I tend to live life from one project to the next, believing that -despite all prior experience- this time I will get it right. This diet, this financial plan, this meditation, this love. Especially this love. True Love. That’s the one that gets me. Each love I fall into becomes my center of being. I have always failed to see that my relationship to loving has all the hallmarks of classic addiction. In his masterwork, The Art of Loving, psychologist Erich Fromm defined “true love” as two people who were both ready for the same thing at the same time. He specifically nudged the reader away from the idea that we were part of something special. But, despite the slight-of-hand of hormonal urges, true love is not destiny. True love, like life itself, is a random occurrence that happened to succeed. Life is opportunistic. Einstein famously said, “God doesn’t play dice with the universe”. It seems, even a thinker as profoundly creative as Albert still searched for the occasional guarantee. If the universe doesn’t play dice it may be because dice only has 36 outcomes. The perplexing game of Go that has kept humans intrigued for 4,000 years, has less than 11,000 possible outcomes. If the universe is playing with us, It is using a much more vast and complex system than any game our brains can presently conjure. And, yet, within that ocean of possibility, we find that apple trees always breed apple trees. This interesting paradox is central to our existential being. Life is random and there are repetitive patterns throughout.

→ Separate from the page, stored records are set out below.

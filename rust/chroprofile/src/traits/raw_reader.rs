use std::path::Path;

use crate::errors::Result;
use crate::models::Peak;

/// Read access to the spectra of one acquisition file.
///
/// Implementations own their file handle; the scheduler never shares a
/// reader between threads.
pub trait RawReader {
    fn first_spectrum_number(&self) -> u32;
    fn last_spectrum_number(&self) -> u32;

    /// MS level of a spectrum, `None` if there is no spectrum with that number.
    fn ms_level(&mut self, scan: u32) -> Result<Option<u8>>;

    /// Retention time in minutes.
    fn retention_time(&mut self, scan: u32) -> Result<f64>;

    /// Centroided peaks, sorted by ascending m/z.
    fn peak_list(&mut self, scan: u32) -> Result<Vec<Peak>>;
}

/// Opens raw files for the scheduler, one reader per worker.
pub trait RawFileOpener: Send + Sync {
    type Reader: RawReader;

    fn open(&self, path: &Path) -> Result<Self::Reader>;
}
//! MS1 scan index of a single raw file.
//!
//! Only scan numbers and retention times are read up front, peak lists are
//! decoded the first time a profile walk needs them and then kept for the
//! lifetime of the index (profiles of the same file overlap a lot).

use tracing::{
    debug,
    warn,
};

use crate::errors::Result;
use crate::models::Peak;
use crate::traits::RawReader;

#[derive(Debug, Clone, PartialEq)]
pub struct ScanRecord {
    pub scan: u32,
    pub retention_time: f64,
    peaks: Option<Vec<Peak>>,
}

impl ScanRecord {
    pub fn new(scan: u32, retention_time: f64) -> Self {
        Self {
            scan,
            retention_time,
            peaks: None,
        }
    }

    /// Record with its peaks already in memory. Peaks must be sorted by m/z.
    pub fn with_peaks(scan: u32, retention_time: f64, peaks: Vec<Peak>) -> Self {
        Self {
            scan,
            retention_time,
            peaks: Some(peaks),
        }
    }

    /// Cached peaks, empty until loaded through [`ScanIndex::load`].
    pub fn peaks(&self) -> &[Peak] {
        self.peaks.as_deref().unwrap_or(&[])
    }

    pub fn is_loaded(&self) -> bool {
        self.peaks.is_some()
    }
}

pub struct ScanIndex<R: RawReader> {
    reader: R,
    records: Vec<ScanRecord>,
}

impl<R: RawReader> std::fmt::Debug for ScanIndex<R> {
    fn fmt(&self, f: &mut std::fmt::Formatter<'_>) -> std::fmt::Result {
        f.debug_struct("ScanIndex")
            .field("num_ms1_scans", &self.records.len())
            .field("first", &self.records.first().map(|r| r.scan))
            .field("last", &self.records.last().map(|r| r.scan))
            .finish()
    }
}

impl<R: RawReader> ScanIndex<R> {
    /// Enumerates the MS1 scans of `reader`, in ascending scan order.
    pub fn build(mut reader: R) -> Result<Self> {
        let first = reader.first_spectrum_number();
        let last = reader.last_spectrum_number();
        let mut records: Vec<ScanRecord> = Vec::new();

        for scan in first..=last {
            if reader.ms_level(scan)? != Some(1) {
                continue;
            }
            let retention_time = reader.retention_time(scan)?;
            if let Some(prev) = records.last() {
                if retention_time < prev.retention_time {
                    warn!(
                        "Retention time goes backwards at scan {} ({} < {})",
                        scan, retention_time, prev.retention_time
                    );
                }
            }
            records.push(ScanRecord::new(scan, retention_time));
        }
        debug!("Indexed {} MS1 scans ({}..={})", records.len(), first, last);

        Ok(Self { reader, records })
    }

    pub fn len(&self) -> usize {
        self.records.len()
    }

    pub fn is_empty(&self) -> bool {
        self.records.is_empty()
    }

    pub fn records(&self) -> &[ScanRecord] {
        &self.records
    }

    pub(crate) fn record(&self, index: usize) -> &ScanRecord {
        &self.records[index]
    }

    pub fn reader(&self) -> &R {
        &self.reader
    }

    /// Makes sure the peaks of the scan at `index` are cached.
    pub(crate) fn load(&mut self, index: usize) -> Result<&ScanRecord> {
        if !self.records[index].is_loaded() {
            let peaks = self.reader.peak_list(self.records[index].scan)?;
            self.records[index].peaks = Some(peaks);
        }
        Ok(&self.records[index])
    }

    pub(crate) fn peaks_at(&mut self, index: usize) -> Result<&[Peak]> {
        Ok(self.load(index)?.peaks())
    }

    /// Retention time of an MS1 scan, `None` if `scan` is not an MS1 scan.
    pub fn retention_time_at(&self, scan: u32) -> Option<f64> {
        self.records
            .binary_search_by_key(&scan, |r| r.scan)
            .ok()
            .map(|i| self.records[i].retention_time)
    }

    /// Index of the first MS1 scan at or after `retention_time`.
    ///
    /// Scans sharing a retention time resolve to the lowest scan number.
    /// Times past the last scan resolve to the last scan.
    pub fn master_scan_index_for(&self, retention_time: f64) -> Option<usize> {
        if self.records.is_empty() {
            return None;
        }
        let pos = self
            .records
            .partition_point(|r| r.retention_time < retention_time);
        Some(pos.min(self.records.len() - 1))
    }

    /// Index of the last MS1 scan at or before `scan`, the survey scan that
    /// precedes an MS/MS event. Scans before the first MS1 resolve to it.
    pub fn master_scan_index_for_scan(&self, scan: u32) -> Option<usize> {
        if self.records.is_empty() {
            return None;
        }
        let pos = self.records.partition_point(|r| r.scan <= scan);
        Some(pos.saturating_sub(1))
    }
}
/// Closed m/z interval around a target, in parts-per-million of the target.
///
/// ```
/// use chroprofile::utils::PpmWindow;
///
/// // For 500 Da at 20 ppm: +/- 0.01 Da
/// let window = PpmWindow::new(500.0, 20.0);
/// assert!((window.start() - 499.99).abs() < 1e-9);
/// assert!((window.end() - 500.01).abs() < 1e-9);
/// assert!(window.contains(500.005));
/// ```
#[derive(Debug, Clone, Copy, PartialEq)]
pub struct PpmWindow {
    start: f64,
    end: f64,
}

impl PpmWindow {
    pub fn new(mz: f64, ppm: f64) -> Self {
        let delta = mz * ppm.abs() / 1e6;
        Self {
            start: mz - delta,
            end: mz + delta,
        }
    }

    pub fn start(&self) -> f64 {
        self.start
    }

    pub fn end(&self) -> f64 {
        self.end
    }

    pub fn contains(&self, mz: f64) -> bool {
        self.start <= mz && mz <= self.end
    }
}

So perhaps there is a pattern to the chaos? So far in our development, humans have always bred humans. But the configuration of any human psychology is a mix of recognizable patterns and random occurrence. In general, we will cling to familiar patterns and ignore possibility. In fact, strangely, we will cling to painful patterns rather than look to an undiscovered alternative. Or even, a newer pattern that brings relief from the pain. It has been said that the mind needs 90 days to fully change a pattern. And this, all the while knowing we must change. We could be killing ourselves and yet our survival instinct, as powerful as it is, is hijacked by some nefarious conditioned need. When we are enthralled in the euphoria of addiction, crawling down the mole hole in fear, or habitually trying to milk pleasure from stones, we are blinded to the alternatives. We mistake the moment for the fantasy, as we compulsively perform the same experiment again and again. And we know what Albert said about that.
Perhaps, God is playing a shell game. Despite astronomical odds of being, once life occurs, it believes itself to be the center of all things. In our small part of the universe, once conceived, we created an uberbeing fashioned after ourselves – replete with similar attributes, gender and political affiliations. Then we knew we were at the center of the universe and that everything was going according to plan. Ironically, feeling we were the center of all things, separated us from each other and the universe altogether. You see, when we believe we are the center of the universe, our life, or our family, then everything around us is only a projection. We see what we believe, which is to say, we see nothing but ourselves. And on some basic level this is very lonely. On some basic level, below all the games we play to keep us occupied, we are naked, cold and lonely. Because of this, we cling to all the tangible things that we feel provide us surety. And as we can reach out and touch these things, we feel to be in control, and so we never look beyond ourselves. We never see that if we were the center of anything it was the “vicious wheel of quivering meat conception” as Kerouac called samsara. We believe that the next thing we grasp will be the real thing and, although we’ve reached for that very thing time and time again, next time we’ll get there.
But, it’s our choice isn’t it? I mean it’s my life, I can run in circles if I like.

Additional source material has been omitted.